• REQUIRED WORK
For each line below that holds the word "impl", make a copy.

_ _ _ _ _ _ _

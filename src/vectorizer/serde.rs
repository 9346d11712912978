use std::sync::Arc;

use ::serde::ser::SerializeStruct;
use ::serde::{Deserialize, Serialize};

use crate::config::VectorizerConfig;
use crate::error::Result;
use crate::vectorizer::bm25::WeightingEngine;
use crate::vectorizer::corpus::CorpusModel;
use crate::vectorizer::Vectorizer;

/// Vectorizer のデシリアライズ用データ構造
/// `Arc` を含まないので、そのままデシリアライズできます
/// `into_vectorizer` で検証したうえで `Vectorizer` に変換します
#[derive(Debug, Deserialize)]
pub struct VectorizerData {
    pub config: VectorizerConfig,
    pub model: Option<CorpusModel>,
}

impl VectorizerData {
    /// `VectorizerData` から `Vectorizer` に変換します
    /// モデルの不変条件が崩れていれば `CorruptCache` を返します
    pub fn into_vectorizer<E>(self) -> Result<Vectorizer<E>>
    where
        E: WeightingEngine + Send + Sync,
    {
        match self.model {
            Some(model) => Vectorizer::from_model(Arc::new(model)),
            None => Vectorizer::with_config(self.config),
        }
    }
}

impl<E> Serialize for Vectorizer<E>
where
    E: WeightingEngine + Send + Sync,
{
    /// Vectorizer をシリアライズします
    /// 復元には `VectorizerData` を使用してください
    fn serialize<S>(&self, serializer: S) -> std::result::Result<S::Ok, S::Error>
    where
        S: ::serde::Serializer,
    {
        let mut state = serializer.serialize_struct("Vectorizer", 2)?;
        state.serialize_field("config", &self.config)?;
        state.serialize_field("model", &self.model.as_deref())?;
        state.end()
    }
}
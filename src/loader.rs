//! Labeled corpus loading from a directory of CSV files.
//!
//! A file contributes rows only when its header has both a `text` and a `tags`
//! column. Tags are whitespace separated inside the `tags` cell.

use std::fs;
use std::path::{Path, PathBuf};

use crate::error::{Result, VectorizerError};

const TEXT_COLUMN: &str = "text";
const TAGS_COLUMN: &str = "tags";

/// Texts and their tag lists as two parallel sequences.
#[derive(Debug, Clone, Default, PartialEq, Eq)]
pub struct LabeledCorpus {
    pub texts: Vec<String>,
    pub tags: Vec<Vec<String>>,
}

impl LabeledCorpus {
    pub fn len(&self) -> usize {
        self.texts.len()
    }

    pub fn is_empty(&self) -> bool {
        self.texts.is_empty()
    }

    pub fn push(&mut self, text: String, tags: Vec<String>) {
        self.texts.push(text);
        self.tags.push(tags);
    }
}

/// Topic and file stem comparison ignores spaces and underscores.
fn normalize_topic(name: &str) -> String {
    name.chars().filter(|c| *c != ' ' && *c != '_').collect()
}

/// `*.csv` files directly under `dir`, sorted by path.
pub fn csv_files(dir: impl AsRef<Path>) -> Result<Vec<PathBuf>> {
    let mut files: Vec<PathBuf> = fs::read_dir(dir)?
        .filter_map(|e| e.ok())
        .map(|e| e.path())
        .filter(|p| p.is_file() && p.extension().is_some_and(|ext| ext == "csv"))
        .collect();
    files.sort();
    Ok(files)
}

/// The single file whose stem matches `topic`, or every file when there is
/// no topic or no match.
pub fn select_files(files: Vec<PathBuf>, topic: Option<&str>) -> Vec<PathBuf> {
    let Some(topic) = topic.map(normalize_topic).filter(|t| !t.is_empty()) else {
        return files;
    };
    let matched = files.iter().find(|path| {
        path.file_stem()
            .and_then(|s| s.to_str())
            .is_some_and(|stem| normalize_topic(stem) == topic)
    });
    match matched {
        Some(path) => vec![path.clone()],
        None => {
            tracing::info!(topic = %topic, "no file matches topic, using all files");
            files
        }
    }
}

/// Appends the rows of one CSV file. Returns `false` when the file lacks the
/// `text` or `tags` column.
pub fn read_csv(path: &Path, corpus: &mut LabeledCorpus) -> Result<bool> {
    let mut reader = csv::Reader::from_path(path)?;
    let headers = reader.headers()?.clone();
    let text_idx = headers.iter().position(|h| h.trim() == TEXT_COLUMN);
    let tags_idx = headers.iter().position(|h| h.trim() == TAGS_COLUMN);
    let (Some(text_idx), Some(tags_idx)) = (text_idx, tags_idx) else {
        return Ok(false);
    };

    for record in reader.records() {
        let record = record?;
        let text = record.get(text_idx).unwrap_or_default().to_owned();
        let tags = record
            .get(tags_idx)
            .unwrap_or_default()
            .split_whitespace()
            .map(str::to_owned)
            .collect();
        corpus.push(text, tags);
    }
    Ok(true)
}

/// Loads every usable row under `dir`, restricted to the topic file when one matches.
///
/// # Errors
/// `NoData` when no row could be collected.
pub fn load_corpus(dir: impl AsRef<Path>, topic: Option<&str>) -> Result<LabeledCorpus> {
    let dir = dir.as_ref();
    let files = select_files(csv_files(dir)?, topic);

    let mut corpus = LabeledCorpus::default();
    for path in &files {
        if !read_csv(path, &mut corpus)? {
            tracing::warn!(file = %path.display(), "skipping csv without text/tags columns");
        }
    }

    if corpus.is_empty() {
        return Err(VectorizerError::NoData(format!(
            "no rows with 'text' and 'tags' columns under {}",
            dir.display()
        )));
    }
    tracing::info!(documents = corpus.len(), files = files.len(), "loaded corpus");
    Ok(corpus)
}

#[cfg(test)]
mod tests {
    use std::fs;

    use super::*;

    fn write(dir: &Path, name: &str, body: &str) -> PathBuf {
        let path = dir.join(name);
        fs::write(&path, body).unwrap();
        path
    }

    #[test]
    fn loads_text_and_split_tags() {
        let dir = tempfile::tempdir().unwrap();
        write(
            dir.path(),
            "tech.csv",
            "id,text,tags\n1,Rust is fast,rust speed\n2,\"Hello, world\",\n",
        );
        let corpus = load_corpus(dir.path(), None).unwrap();
        assert_eq!(corpus.texts, vec!["Rust is fast", "Hello, world"]);
        assert_eq!(corpus.tags, vec![vec!["rust".to_string(), "speed".into()], vec![]]);
    }

    #[test]
    fn skips_files_without_required_columns() {
        let dir = tempfile::tempdir().unwrap();
        write(dir.path(), "a.csv", "text,tags\nhello,greeting\n");
        write(dir.path(), "b.csv", "body,labels\nignored,nope\n");
        write(dir.path(), "notes.txt", "text,tags\nnot,csv\n");
        let corpus = load_corpus(dir.path(), None).unwrap();
        assert_eq!(corpus.len(), 1);
        assert_eq!(corpus.texts[0], "hello");
    }

    #[test]
    fn topic_selects_matching_file() {
        let dir = tempfile::tempdir().unwrap();
        write(dir.path(), "machine_learning.csv", "text,tags\nneural nets,ml\n");
        write(dir.path(), "sports.csv", "text,tags\nfootball,sport\n");

        let corpus = load_corpus(dir.path(), Some("machine learning")).unwrap();
        assert_eq!(corpus.texts, vec!["neural nets"]);

        let corpus = load_corpus(dir.path(), Some("machinelearning")).unwrap();
        assert_eq!(corpus.len(), 1);
    }

    #[test]
    fn unknown_topic_falls_back_to_all_files() {
        let dir = tempfile::tempdir().unwrap();
        write(dir.path(), "a.csv", "text,tags\none,x\n");
        write(dir.path(), "b.csv", "text,tags\ntwo,y\n");
        let corpus = load_corpus(dir.path(), Some("cooking")).unwrap();
        assert_eq!(corpus.texts, vec!["one", "two"]);
    }

    #[test]
    fn empty_directory_is_no_data() {
        let dir = tempfile::tempdir().unwrap();
        assert!(matches!(load_corpus(dir.path(), None), Err(VectorizerError::NoData(_))));
    }

    #[test]
    fn missing_directory_is_io_error() {
        let dir = tempfile::tempdir().unwrap();
        let missing = dir.path().join("nope");
        assert!(matches!(load_corpus(&missing, None), Err(VectorizerError::Io(_))));
    }
}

_ _ _ _ _ _ _

• ANSWER BOX
impl VectorizerData {
impl<E> Serialize for Vectorizer<E>
impl LabeledCorpus {
pub fn csv_files(dir: impl AsRef<Path>) -> Result<Vec<PathBuf>> {
pub fn load_corpus(dir: impl AsRef<Path>, topic: Option<&str>) -> Result<LabeledCorpus> {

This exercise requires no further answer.